→ What the task requires: Copy each line of the data that has "impl" in it.

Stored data
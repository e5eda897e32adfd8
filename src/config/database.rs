//! PostgreSQL document store configuration

use serde::Deserialize;
use sqlx::postgres::PgPoolOptions;
use std::time::Duration;

use super::error::ValidationError;

const MAX_POOL_SIZE: u32 = 100;

/// Connection settings for the project/investor document store.
///
/// Leaving the whole section out runs the service on in-memory repositories.
#[derive(Debug, Clone, Deserialize)]
pub struct DatabaseConfig {
    /// `postgres://` or `postgresql://` connection string
    pub url: String,

    #[serde(default = "default_min_connections")]
    pub min_connections: u32,

    #[serde(default = "default_max_connections")]
    pub max_connections: u32,

    /// Seconds to wait for a free connection
    #[serde(default = "default_acquire_timeout")]
    pub acquire_timeout_secs: u64,

    /// Seconds before an idle connection is closed
    #[serde(default = "default_idle_timeout")]
    pub idle_timeout_secs: u64,

    /// Seconds before any connection is recycled
    #[serde(default = "default_max_lifetime")]
    pub max_lifetime_secs: u64,

    /// Apply bundled migrations at startup
    #[serde(default = "default_run_migrations")]
    pub run_migrations: bool,
}

impl DatabaseConfig {
    /// Creates a config for `url` with default pool settings.
    pub fn with_url(url: impl Into<String>) -> Self {
        Self {
            url: url.into(),
            min_connections: default_min_connections(),
            max_connections: default_max_connections(),
            acquire_timeout_secs: default_acquire_timeout(),
            idle_timeout_secs: default_idle_timeout(),
            max_lifetime_secs: default_max_lifetime(),
            run_migrations: default_run_migrations(),
        }
    }

    /// Pool options derived from this config; call `.connect(&self.url)` on them.
    pub fn pool_options(&self) -> PgPoolOptions {
        PgPoolOptions::new()
            .min_connections(self.min_connections)
            .max_connections(self.max_connections)
            .acquire_timeout(Duration::from_secs(self.acquire_timeout_secs))
            .idle_timeout(Some(Duration::from_secs(self.idle_timeout_secs)))
            .max_lifetime(Some(Duration::from_secs(self.max_lifetime_secs)))
    }

    pub fn validate(&self) -> Result<(), ValidationError> {
        match self.url.split_once("://") {
            None if self.url.is_empty() => {
                Err(ValidationError::MissingRequired("INFRAVEST__DATABASE__URL"))
            }
            Some(("postgres" | "postgresql", rest)) if !rest.is_empty() => {
                if self.min_connections > self.max_connections {
                    Err(ValidationError::InvalidPoolSize)
                } else if self.max_connections > MAX_POOL_SIZE {
                    Err(ValidationError::PoolSizeTooLarge)
                } else {
                    Ok(())
                }
            }
            _ => Err(ValidationError::InvalidDatabaseUrl),
        }
    }
}

fn default_min_connections() -> u32 {
    2
}

fn default_max_connections() -> u32 {
    20
}

fn default_acquire_timeout() -> u64 {
    30
}

fn default_idle_timeout() -> u64 {
    600
}

fn default_max_lifetime() -> u64 {
    1800
}

fn default_run_migrations() -> bool {
    true
}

→ Answer:
impl DatabaseConfig {
    pub fn with_url(url: impl Into<String>) -> Self {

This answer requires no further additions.